START DATA EXTRACT

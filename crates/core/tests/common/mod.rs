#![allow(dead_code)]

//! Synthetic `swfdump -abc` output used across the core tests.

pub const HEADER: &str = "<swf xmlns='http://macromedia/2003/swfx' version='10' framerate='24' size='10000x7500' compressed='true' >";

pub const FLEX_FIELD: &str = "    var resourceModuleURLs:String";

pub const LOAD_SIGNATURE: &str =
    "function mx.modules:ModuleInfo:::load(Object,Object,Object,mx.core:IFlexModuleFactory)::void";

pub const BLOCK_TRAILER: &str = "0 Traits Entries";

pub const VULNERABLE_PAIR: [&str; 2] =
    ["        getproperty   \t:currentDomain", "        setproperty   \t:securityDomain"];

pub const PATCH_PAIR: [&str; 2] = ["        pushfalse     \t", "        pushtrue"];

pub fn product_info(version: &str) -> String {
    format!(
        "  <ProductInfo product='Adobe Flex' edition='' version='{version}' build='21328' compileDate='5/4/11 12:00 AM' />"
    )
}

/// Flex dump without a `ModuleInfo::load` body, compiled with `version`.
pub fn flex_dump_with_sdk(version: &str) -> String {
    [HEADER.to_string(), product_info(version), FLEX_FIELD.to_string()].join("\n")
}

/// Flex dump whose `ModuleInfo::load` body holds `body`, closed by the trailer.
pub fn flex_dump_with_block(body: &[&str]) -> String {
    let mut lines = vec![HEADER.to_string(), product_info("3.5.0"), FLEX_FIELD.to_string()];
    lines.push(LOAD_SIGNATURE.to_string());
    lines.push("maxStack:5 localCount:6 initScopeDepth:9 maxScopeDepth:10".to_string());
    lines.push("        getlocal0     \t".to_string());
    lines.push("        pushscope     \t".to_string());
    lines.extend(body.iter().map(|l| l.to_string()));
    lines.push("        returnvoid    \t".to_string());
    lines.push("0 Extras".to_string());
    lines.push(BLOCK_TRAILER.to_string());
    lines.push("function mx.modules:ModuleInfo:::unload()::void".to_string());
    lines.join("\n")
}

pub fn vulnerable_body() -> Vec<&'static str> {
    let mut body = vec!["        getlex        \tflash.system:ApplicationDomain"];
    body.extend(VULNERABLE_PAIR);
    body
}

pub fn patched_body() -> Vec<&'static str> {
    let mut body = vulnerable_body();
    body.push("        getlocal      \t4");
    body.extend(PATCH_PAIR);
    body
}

END DATA EXTRACT
START DATA EXTRACT

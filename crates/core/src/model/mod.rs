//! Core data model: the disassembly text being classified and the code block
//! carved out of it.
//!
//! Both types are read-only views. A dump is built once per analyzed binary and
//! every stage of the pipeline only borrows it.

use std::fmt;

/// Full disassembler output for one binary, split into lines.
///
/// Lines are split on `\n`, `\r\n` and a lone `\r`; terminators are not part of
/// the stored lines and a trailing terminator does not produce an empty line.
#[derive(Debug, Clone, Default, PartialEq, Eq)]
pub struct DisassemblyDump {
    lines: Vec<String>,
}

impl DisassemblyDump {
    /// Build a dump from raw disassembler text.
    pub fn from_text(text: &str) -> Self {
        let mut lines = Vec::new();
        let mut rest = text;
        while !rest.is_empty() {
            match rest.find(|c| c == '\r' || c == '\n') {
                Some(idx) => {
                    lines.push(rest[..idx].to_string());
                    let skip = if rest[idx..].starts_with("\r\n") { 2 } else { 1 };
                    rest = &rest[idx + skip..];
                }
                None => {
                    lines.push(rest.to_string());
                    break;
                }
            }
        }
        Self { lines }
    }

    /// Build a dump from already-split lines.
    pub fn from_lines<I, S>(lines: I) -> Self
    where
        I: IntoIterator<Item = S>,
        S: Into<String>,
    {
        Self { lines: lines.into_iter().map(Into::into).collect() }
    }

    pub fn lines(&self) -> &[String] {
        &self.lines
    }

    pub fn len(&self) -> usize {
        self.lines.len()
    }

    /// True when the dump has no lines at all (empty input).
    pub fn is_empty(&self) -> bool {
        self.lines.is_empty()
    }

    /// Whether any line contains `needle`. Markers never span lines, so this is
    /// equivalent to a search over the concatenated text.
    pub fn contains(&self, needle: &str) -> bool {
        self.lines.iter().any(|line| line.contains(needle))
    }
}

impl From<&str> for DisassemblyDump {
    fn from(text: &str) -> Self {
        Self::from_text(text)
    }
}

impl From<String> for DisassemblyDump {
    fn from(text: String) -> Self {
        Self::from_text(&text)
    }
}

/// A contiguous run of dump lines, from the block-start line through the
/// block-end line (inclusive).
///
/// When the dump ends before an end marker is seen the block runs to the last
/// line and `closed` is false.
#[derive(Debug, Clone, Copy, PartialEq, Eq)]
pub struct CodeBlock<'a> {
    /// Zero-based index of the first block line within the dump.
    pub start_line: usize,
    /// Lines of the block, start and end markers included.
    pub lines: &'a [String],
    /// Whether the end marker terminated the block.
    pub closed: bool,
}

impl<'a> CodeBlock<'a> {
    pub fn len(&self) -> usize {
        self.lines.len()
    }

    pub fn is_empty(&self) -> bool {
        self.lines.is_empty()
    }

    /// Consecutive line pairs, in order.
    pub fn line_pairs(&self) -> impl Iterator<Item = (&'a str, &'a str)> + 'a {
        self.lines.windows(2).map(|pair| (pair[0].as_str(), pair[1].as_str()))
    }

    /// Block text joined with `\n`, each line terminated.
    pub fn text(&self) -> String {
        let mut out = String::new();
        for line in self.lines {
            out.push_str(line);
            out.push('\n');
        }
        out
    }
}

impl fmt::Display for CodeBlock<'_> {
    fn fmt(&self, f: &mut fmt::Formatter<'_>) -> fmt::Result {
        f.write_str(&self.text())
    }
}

END DATA EXTRACT

**WHAT THE EXERCISE ASKS:**
Each line above that carries the string "output" has to be returned.

**EXPECTED ANSWER:**
//! Synthetic `swfdump -abc` output used across the core tests.
/// Full disassembler output for one binary, split into lines.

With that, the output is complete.